Elezioni regionali e nuova legge elettorale: ecco i temi caldi del Parlamento

La manovra economica, l’alleanza alle regionali tra Movimento 5 stelle e Partito democratico, la riforma in senso maggioritario della legge elettorale. Saranno questi gli argomenti principali della settimana politica che sta per iniziare e che si aprira’ domani con il giuramento dei nuovi sottosegretari in programma alle 10,30 a Palazzo Chigi. Dopo la fiducia al governo, il Parlamento riprende la sua piena attivita’. Martedi’ si riunira’ la capigruppo del Senato per definire il calendario dell’Aula (anche le commissioni di Palazzo Madama valuteranno i propri programmi), mentre alla Camera la pratica sara’ sbrigata entro la fine del mese. Sul fronte economico, e in vista della legge di bilancio, segnano un punto di partenza le parole pronunciate nelle ore scorse dal titolare del Mef, Roberto Gualtieri, e dal presidente del Consiglio, Giuseppe Conte, che giovedi’ prossimo potrebbe partecipare alla festa nazionale organizzata da Articolo 1 e Leu a Roma. La manovra – assicura il governo – avra’ un carattere espansivo per agganciare la crescita e ci si muovera’ all’interno delle regole dell’Unione europea che gia’ includono il tema della flessibilita’. Chiusa la partita sui sottosegretari, nella maggioranza resta l’attenzione su una eventuale alleanza tra Partito democratico e Movimento 5 stelle in vista delle elezioni regionali, nonostante il leader pentastellato, Luigi Di Maio, abbia affermato che l’argomento non e’ all’ordine del giorno e che Davide Casaleggio, presidente dell’Associazione Rousseau, abbia invitato tutti a concentrarsi sulle idee. Sul tavolo resta anche il dossier sulle concessioni autostradali. Sui partiti di centrodestra nei giorni a venire i fari resteranno infine accesi sul percorso da fare per ritrovare una solida unita’. Banco di prova, la questione della legge elettorale.

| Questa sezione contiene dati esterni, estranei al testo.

//! Cache configuration.
//!
//! Controls whether page loads consult the cache and where entries live, via
//! the `[cache]` table of `querydeck.toml`.

use std::fmt;
use std::num::NonZeroUsize;
use std::path::PathBuf;
use std::str::FromStr;

// Default values for cache configuration
pub(crate) const DEFAULT_CACHE_DIRECTORY: &str = ".querydeck-cache";
pub(crate) const DEFAULT_MEMORY_LIMIT: usize = 512;

/// Storage behind the cache.
#[derive(Debug, Clone, Copy, PartialEq, Eq, Default)]
pub enum CacheBackend {
    /// Bounded in-process LRU; lost on exit.
    Memory,
    /// One JSON file per entry under [`CacheConfig::directory`].
    #[default]
    Fs,
}

impl FromStr for CacheBackend {
    type Err = String;

    fn from_str(value: &str) -> Result<Self, Self::Err> {
        match value.trim().to_ascii_lowercase().as_str() {
            "memory" => Ok(CacheBackend::Memory),
            "fs" | "file" | "disk" => Ok(CacheBackend::Fs),
            other => Err(format!("unknown cache backend `{other}` (expected memory|fs)")),
        }
    }
}

impl fmt::Display for CacheBackend {
    fn fmt(&self, f: &mut fmt::Formatter<'_>) -> fmt::Result {
        match self {
            CacheBackend::Memory => f.write_str("memory"),
            CacheBackend::Fs => f.write_str("fs"),
        }
    }
}

/// Cache configuration resolved from `querydeck.toml`, environment and CLI.
#[derive(Debug, Clone)]
pub struct CacheConfig {
    /// Consult and populate the cache during page loads.
    pub enabled: bool,
    pub backend: CacheBackend,
    /// Entry directory for the filesystem backend.
    pub directory: PathBuf,
    /// Maximum entries held by the memory backend.
    pub memory_limit: usize,
}

impl Default for CacheConfig {
    fn default() -> Self {
        Self {
            enabled: true,
            backend: CacheBackend::default(),
            directory: PathBuf::from(DEFAULT_CACHE_DIRECTORY),
            memory_limit: DEFAULT_MEMORY_LIMIT,
        }
    }
}

impl CacheConfig {
    /// Returns the memory limit as NonZeroUsize, clamping to 1 if zero.
    pub fn memory_limit_non_zero(&self) -> NonZeroUsize {
        NonZeroUsize::new(self.memory_limit).unwrap_or(NonZeroUsize::MIN)
    }
}
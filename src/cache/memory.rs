//! In-process LRU cache store.

use std::sync::Mutex;

use async_trait::async_trait;
use lru::LruCache;
use metrics::counter;
use serde_json::Value;

use crate::infra::telemetry::METRIC_CACHE_EVICT;
use crate::util::lock::mutex_lock;

use super::config::CacheConfig;
use super::{CacheError, CacheStore};

const SOURCE: &str = "cache::memory";

/// Bounded in-memory store keyed by request id.
///
/// Entries are evicted least-recently-used first once `memory_limit` is reached.
pub struct MemoryStore {
    entries: Mutex<LruCache<String, Value>>,
}

impl MemoryStore {
    pub fn new(config: &CacheConfig) -> Self {
        Self {
            entries: Mutex::new(LruCache::new(config.memory_limit_non_zero())),
        }
    }

    /// Get the number of cached entries.
    pub fn len(&self) -> usize {
        mutex_lock(&self.entries, SOURCE, "len").len()
    }

    /// Check if the cache is empty.
    pub fn is_empty(&self) -> bool {
        self.len() == 0
    }

    pub fn clear(&self) {
        mutex_lock(&self.entries, SOURCE, "clear").clear();
    }
}

#[async_trait]
impl CacheStore for MemoryStore {
    async fn get(&self, key: &str) -> Result<Value, CacheError> {
        mutex_lock(&self.entries, SOURCE, "get")
            .get(key)
            .cloned()
            .ok_or_else(|| CacheError::miss(key))
    }

    async fn put(&self, key: &str, value: &Value) -> Result<(), CacheError> {
        let evicted = mutex_lock(&self.entries, SOURCE, "put").push(key.to_string(), value.clone());
        if let Some((evicted_key, _)) = evicted
            && evicted_key != key
        {
            counter!(METRIC_CACHE_EVICT, "backend" => "memory").increment(1);
        }
        Ok(())
    }
}
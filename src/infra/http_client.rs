//! reqwest-backed [`ResourceClient`].

use async_trait::async_trait;
use reqwest::header::ACCEPT;
use reqwest::{Client, Url};
use serde_json::Value;
use tracing::debug;

use crate::application::resource::ResourceClient;
use crate::config::BackendSettings;
use crate::domain::error::TransportError;

use super::error::InfraError;

/// Issues `GET {base_url}{request_id}` and decodes the JSON body.
#[derive(Clone, Debug)]
pub struct HttpResourceClient {
    client: Client,
    base: Url,
}

impl HttpResourceClient {
    pub fn new(base_url: &str, user_agent: &str) -> Result<Self, InfraError> {
        let base = Url::parse(base_url)
            .and_then(|url| url.join("/"))
            .map_err(|err| InfraError::configuration(format!("invalid base URL `{base_url}`: {err}")))?;
        let client = Client::builder()
            .user_agent(user_agent)
            .build()
            .map_err(|err| InfraError::http_client(err.to_string()))?;
        Ok(Self { client, base })
    }

    pub fn from_settings(settings: &BackendSettings) -> Result<Self, InfraError> {
        Self::new(settings.base_url.as_str(), &settings.user_agent)
    }

    pub fn user_agent() -> &'static str {
        concat!("querydeck/", env!("CARGO_PKG_VERSION"))
    }

    /// Resolve a request id (a path with optional query string, or an absolute
    /// URL) against the base URL.
    pub fn url(&self, request_id: &str) -> Result<Url, TransportError> {
        self.base.join(request_id).map_err(|err| {
            TransportError::new(format!("invalid request id `{request_id}`: {err}"))
        })
    }
}

#[async_trait]
impl ResourceClient for HttpResourceClient {
    async fn fetch_resource(&self, request_id: &str) -> Result<Value, TransportError> {
        let url = self.url(request_id)?;
        debug!(op = "http::fetch_resource", %url, "Fetching resource");

        let resp = self
            .client
            .get(url)
            .header(ACCEPT, "application/json")
            .send()
            .await
            .map_err(|err| TransportError::new(format!("request to {request_id} failed: {err}")))?;

        let status = resp.status();
        let bytes = resp.bytes().await.map_err(|err| {
            TransportError::new(format!("failed to read body from {request_id}: {err}"))
                .with_status(status.as_u16())
        })?;

        if !status.is_success() {
            let mut error = TransportError::new(format!("{request_id} responded with {status}"))
                .with_status(status.as_u16());
            if let Some(body) = error_body(&bytes) {
                error = error.with_response_body(body);
            }
            return Err(error);
        }

        serde_json::from_slice(&bytes).map_err(|err| {
            TransportError::new(format!("failed to decode body from {request_id}: {err}"))
        })
    }
}

/// Raw payload of a failed response: JSON when it parses, text otherwise.
fn error_body(bytes: &[u8]) -> Option<Value> {
    if bytes.is_empty() {
        return None;
    }
    Some(
        serde_json::from_slice(bytes)
            .unwrap_or_else(|_| Value::String(String::from_utf8_lossy(bytes).into_owned())),
    )
}
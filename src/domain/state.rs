//! Per-query state published to consumers.

use std::collections::BTreeMap;

use serde::Serialize;
use serde_json::Value;

use super::descriptor::QueryMode;
use super::error::TransportError;

/// Published state of one query.
///
/// Constructed only through the named constructors so that a settled state
/// always carries exactly one of `data` or `error` and is never partial.
#[derive(Debug, Clone, PartialEq, Serialize)]
pub struct QueryState {
    pub is_loading: bool,
    pub data: Option<Value>,
    pub error: Option<TransportError>,
    /// A two-phase preview is visible but the authoritative value has not landed.
    pub partially_loaded: bool,
    /// Reserved; always empty.
    pub warnings: Vec<String>,
}

/// Coarse classification of a [`QueryState`].
#[derive(Debug, Clone, Copy, PartialEq, Eq, Serialize)]
#[serde(rename_all = "snake_case")]
pub enum QueryStatus {
    Loading,
    Partial,
    Ready,
    Failed,
}

impl QueryState {
    /// State at the start of a run.
    pub fn loading(mode: QueryMode) -> Self {
        Self {
            is_loading: true,
            data: None,
            error: None,
            partially_loaded: mode == QueryMode::TwoPhase,
            warnings: Vec::new(),
        }
    }

    /// A fast-phase preview on top of `self`; the query keeps loading.
    pub fn with_preview(&self, data: Value) -> Self {
        Self {
            is_loading: true,
            data: Some(data),
            error: None,
            partially_loaded: true,
            warnings: self.warnings.clone(),
        }
    }

    pub fn ready(data: Value) -> Self {
        Self {
            is_loading: false,
            data: Some(data),
            error: None,
            partially_loaded: false,
            warnings: Vec::new(),
        }
    }

    pub fn failed(error: TransportError) -> Self {
        Self {
            is_loading: false,
            data: None,
            error: Some(error),
            partially_loaded: false,
            warnings: Vec::new(),
        }
    }

    pub fn is_settled(&self) -> bool {
        !self.is_loading
    }

    pub fn status(&self) -> QueryStatus {
        match (self.is_loading, self.partially_loaded && self.data.is_some()) {
            (true, true) => QueryStatus::Partial,
            (true, false) => QueryStatus::Loading,
            (false, _) if self.error.is_some() => QueryStatus::Failed,
            (false, _) => QueryStatus::Ready,
        }
    }
}

/// Query states keyed by descriptor name.
pub type StateMap = BTreeMap<String, QueryState>;
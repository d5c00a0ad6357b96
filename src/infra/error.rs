use thiserror::Error;

#[derive(Debug, Error)]
pub enum InfraError {
    #[error("io error: {0}")]
    Io(#[from] std::io::Error),
    #[error("telemetry initialization failed: {0}")]
    Telemetry(String),
    #[error("http client error: {message}")]
    HttpClient { message: String },
    #[error("configuration error: {message}")]
    Configuration { message: String },
}

impl InfraError {
    pub fn http_client(message: impl Into<String>) -> Self {
        Self::HttpClient {
            message: message.into(),
        }
    }

    pub fn configuration(message: impl Into<String>) -> Self {
        Self::Configuration {
            message: message.into(),
        }
    }

    pub fn telemetry(message: impl Into<String>) -> Self {
        Self::Telemetry(message.into())
    }
}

Matteo Salvini – impegnato in queste ore a Pontida per l’annuale appuntamento della Lega – propone un referendum abrogativo della parte proporzionale dell’attuale legge, lasciando la sola parte maggioritaria. Un’idea condivisa anche da Giorgia Meloni, che martedi’ alla Camera presentera’ la prossima edizione di Atreju (gia’ deciso lo slogan: ‘Sfida alle stelle’). Il presidente di FdI agli altri partiti della coalizione rilancia con la richiesta di sottoscrivere un impegno formale che comprenda anche l’elezione diretta del Capo dello Stato e l’abrogazione dei senatori a vita. Forza Italia non chiude, ma sul maggioritario avverte: si fa se ci sono le coalizioni.